Axes Detection. The performance of the proposed geometric axis construction is presented in Table 2. We observe an average angulation error of less than \(0.65^{\circ }\) for the anterior and posterior auxiliary lines on both bones and only minor differences between single and combined training. This indicates that the predicted ROIs can provide masking of relevant contour sections on a sufficiently fine scale. We can also qualitatively confirm that the likelihood distribution follows along the actual anatomical contour, albeit this area is only approximated by a straight line in the ground truth annotations. These observations strengthen our assumption that we can retain all relevant contour points by masking at a likelihood threshold of \(1\sigma \). In addition, low values for the displacement error (Table 2) indicate minor deviation of the line’s shift off the ground truth bone contour. The constructed bone axes generally benefit from the combined training variant and exhibit a comparatively lower maximum error bound (Table 2). Furthermore, it can be observed that by training both anatomies together, the respective confidence intervals taper off and follow the downward shift of the position measure. Based on these results, we chose the combined network for evaluation in the inter-rater study.

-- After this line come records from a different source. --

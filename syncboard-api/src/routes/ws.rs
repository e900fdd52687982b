/// WebSocket endpoints
///
/// Live update streams for project rooms and personal notification
/// channels. Browsers cannot attach an `Authorization` header to an
/// upgrade request, so both endpoints take the access token as a
/// `?token=` query parameter and reject the upgrade before the
/// handshake when it is missing or invalid.
///
/// # Endpoints
///
/// - `GET /ws/projects/:project_id?token=` - Project room stream
/// - `GET /ws/notifications?token=` - Personal notification stream
///
/// Delivery is at-most-once: slow consumers that fall behind the
/// channel capacity skip messages rather than stall the room.

use crate::{
    app::AppState,
    error::{ApiError, ApiResult},
};
use axum::{
    extract::{
        ws::{Message, WebSocket, WebSocketUpgrade},
        Path, Query, State,
    },
    response::Response,
};
use serde::Deserialize;
use std::sync::Arc;
use syncboard_shared::{
    auth::{access, jwt},
    notify::broadcast::{self, BroadcastHub},
};
use tokio::sync::broadcast::error::RecvError;
use tokio::sync::broadcast::Receiver;
use uuid::Uuid;

/// Upgrade-request auth query
#[derive(Debug, Deserialize)]
pub struct WsAuthQuery {
    /// Access token, in place of the Authorization header
    pub token: Option<String>,
}

/// Validates the query-parameter token and returns its claims
fn authenticate(secret: &str, query: &WsAuthQuery) -> ApiResult<jwt::Claims> {
    let token = query
        .token
        .as_deref()
        .ok_or_else(|| ApiError::Unauthorized("Missing authentication token".to_string()))?;
    Ok(jwt::validate_access_token(token, secret)?)
}

/// Rejects plain HTTP requests to the socket endpoints
///
/// The upgrade extractor is optional so auth errors take precedence
/// over handshake errors in the response.
fn require_upgrade(ws: Option<WebSocketUpgrade>) -> ApiResult<WebSocketUpgrade> {
    ws.ok_or_else(|| ApiError::BadRequest("Expected WebSocket upgrade".to_string()))
}

/// Join a project's live update room
///
/// # Endpoint
///
/// ```text
/// GET /ws/projects/:project_id?token=<access_token>
/// ```
///
/// Requires project access. Subscribers receive every event published
/// for the project (task status changes, notification fan-out echoes)
/// and may publish JSON frames of their own, which are relayed to the
/// rest of the room verbatim.
///
/// # Errors
///
/// - `400 Bad Request`: Not a WebSocket upgrade request
/// - `401 Unauthorized`: Missing, expired, or malformed token
/// - `403 Forbidden`: Caller is not a member of the project
pub async fn project_socket(
    State(state): State<AppState>,
    Path(project_id): Path<Uuid>,
    Query(query): Query<WsAuthQuery>,
    ws: Option<WebSocketUpgrade>,
) -> ApiResult<Response> {
    let claims = authenticate(state.jwt_secret(), &query)?;
    access::require_access(&state.db, claims.sub, project_id).await?;
    let ws = require_upgrade(ws)?;

    let room = broadcast::project_room(project_id);
    let rx = state.hub.subscribe(&room).await;
    let hub = state.hub.clone();

    tracing::debug!(user_id = %claims.sub, project_id = %project_id, "Project socket connected");

    Ok(ws.on_upgrade(move |socket| run_project_socket(socket, hub, room, rx)))
}

/// Stream notifications for the authenticated user
///
/// # Endpoint
///
/// ```text
/// GET /ws/notifications?token=<access_token>
/// ```
///
/// Pushes one message per notification row written for the user. The
/// channel is read-only; frames sent by the client are drained and
/// dropped.
///
/// # Errors
///
/// - `400 Bad Request`: Not a WebSocket upgrade request
/// - `401 Unauthorized`: Missing, expired, or malformed token
pub async fn notifications_socket(
    State(state): State<AppState>,
    Query(query): Query<WsAuthQuery>,
    ws: Option<WebSocketUpgrade>,
) -> ApiResult<Response> {
    let claims = authenticate(state.jwt_secret(), &query)?;
    let ws = require_upgrade(ws)?;

    let room = broadcast::user_room(claims.sub);
    let rx = state.hub.subscribe(&room).await;

    tracing::debug!(user_id = %claims.sub, "Notification socket connected");

    Ok(ws.on_upgrade(move |socket| run_notifications_socket(socket, room, rx)))
}

async fn run_project_socket(
    mut socket: WebSocket,
    hub: Arc<BroadcastHub>,
    room: String,
    mut rx: Receiver<String>,
) {
    loop {
        tokio::select! {
            pushed = rx.recv() => match pushed {
                Ok(text) => {
                    if socket.send(Message::Text(text)).await.is_err() {
                        break;
                    }
                }
                Err(RecvError::Lagged(skipped)) => {
                    tracing::warn!(room = %room, skipped, "Socket fell behind room broadcasts");
                }
                Err(RecvError::Closed) => break,
            },
            incoming = socket.recv() => match incoming {
                Some(Ok(Message::Text(text))) => {
                    // Only well-formed JSON is relayed to the room.
                    if serde_json::from_str::<serde_json::Value>(&text).is_ok() {
                        hub.publish(&room, text).await;
                    } else {
                        tracing::debug!(room = %room, "Dropped non-JSON client frame");
                    }
                }
                Some(Ok(Message::Close(_))) | None => break,
                Some(Ok(_)) => {}
                Some(Err(error)) => {
                    tracing::debug!(room = %room, error = %error, "Socket receive error");
                    break;
                }
            },
        }
    }

    tracing::debug!(room = %room, "Project socket closed");
}

async fn run_notifications_socket(mut socket: WebSocket, room: String, mut rx: Receiver<String>) {
    loop {
        tokio::select! {
            pushed = rx.recv() => match pushed {
                Ok(text) => {
                    if socket.send(Message::Text(text)).await.is_err() {
                        break;
                    }
                }
                Err(RecvError::Lagged(skipped)) => {
                    tracing::warn!(room = %room, skipped, "Socket fell behind notification pushes");
                }
                Err(RecvError::Closed) => break,
            },
            incoming = socket.recv() => match incoming {
                Some(Ok(Message::Close(_))) | None => break,
                Some(Ok(_)) => {}
                Some(Err(error)) => {
                    tracing::debug!(room = %room, error = %error, "Socket receive error");
                    break;
                }
            },
        }
    }

    tracing::debug!(room = %room, "Notification socket closed");
}

#[cfg(test)]
mod tests {
    use super::*;
    use syncboard_shared::auth::jwt::{create_token, Claims, TokenType};

    const SECRET: &str = "ws-test-secret-with-enough-length!!";

    #[test]
    fn test_authenticate_rejects_missing_token() {
        let query = WsAuthQuery { token: None };
        let err = authenticate(SECRET, &query).unwrap_err();
        assert!(matches!(err, ApiError::Unauthorized(_)));
    }

    #[test]
    fn test_authenticate_rejects_garbage_token() {
        let query = WsAuthQuery {
            token: Some("not-a-jwt".to_string()),
        };
        let err = authenticate(SECRET, &query).unwrap_err();
        assert!(matches!(err, ApiError::Unauthorized(_)));
    }

    #[test]
    fn test_authenticate_accepts_valid_access_token() {
        let user_id = Uuid::new_v4();
        let claims = Claims::new(user_id, "ws@example.com".to_string(), TokenType::Access);
        let token = create_token(&claims, SECRET).unwrap();

        let query = WsAuthQuery { token: Some(token) };
        let verified = authenticate(SECRET, &query).unwrap();
        assert_eq!(verified.sub, user_id);
        assert_eq!(verified.email, "ws@example.com");
    }

    #[test]
    fn test_authenticate_rejects_refresh_token() {
        let claims = Claims::new(Uuid::new_v4(), "ws@example.com".to_string(), TokenType::Refresh);
        let token = create_token(&claims, SECRET).unwrap();

        let query = WsAuthQuery { token: Some(token) };
        assert!(matches!(
            authenticate(SECRET, &query).unwrap_err(),
            ApiError::Unauthorized(_)
        ));
    }
}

Inter-rater Comparison. The reliability of our method in comparison to expert rater annotations is analyzed in Table 3. For the femur, low angulation and displacement errors indicate reliable axis estimates which are independent of the amount of truncation and rotation present in the image data. A significantly higher angular deviation of the tibial axis can be explained by comparatively more divergent contour lines. Together with structural variation of the anterior tibia (tibial tuberosity), this leads to higher complexity and differences in the individual approach to manual annotation. This reasoning is strengthened by comparison with rater E-3 for whom a systematically more posterior position and orientation can be observed. If compared to the differences between expert raters (Table 3), the automatic approach yields very comparable performance and achieves axis predictions that lie within the inter-rater error bounds. It should be noted that agreement between raters could be further increased if a dedicated tool for semi-automatic two-line planning is used.

4 Conclusion

This study investigated a method for automatic detection of the shaft axis on long bone X-rays. The experiments reveal encouraging results which match expert rater performance. A major strength of the proposed method is the flexibility of ROI masking which we use to select relevant sections of the bone contour without strong prerequisites on image truncation and rotation. We see limitations in that no evaluation was performed for bones that suffer from increased antecurvation/recurvation (e.g. due to natural deformity or increased weight bearing) or major occlusion of the contour by surgical implants. In addition, future work should analyze potential extensions to our method to promote axis estimation in cases of multi-fragment fractures.

Disclaimer. The methods and information presented here are based on research and are not commercially available.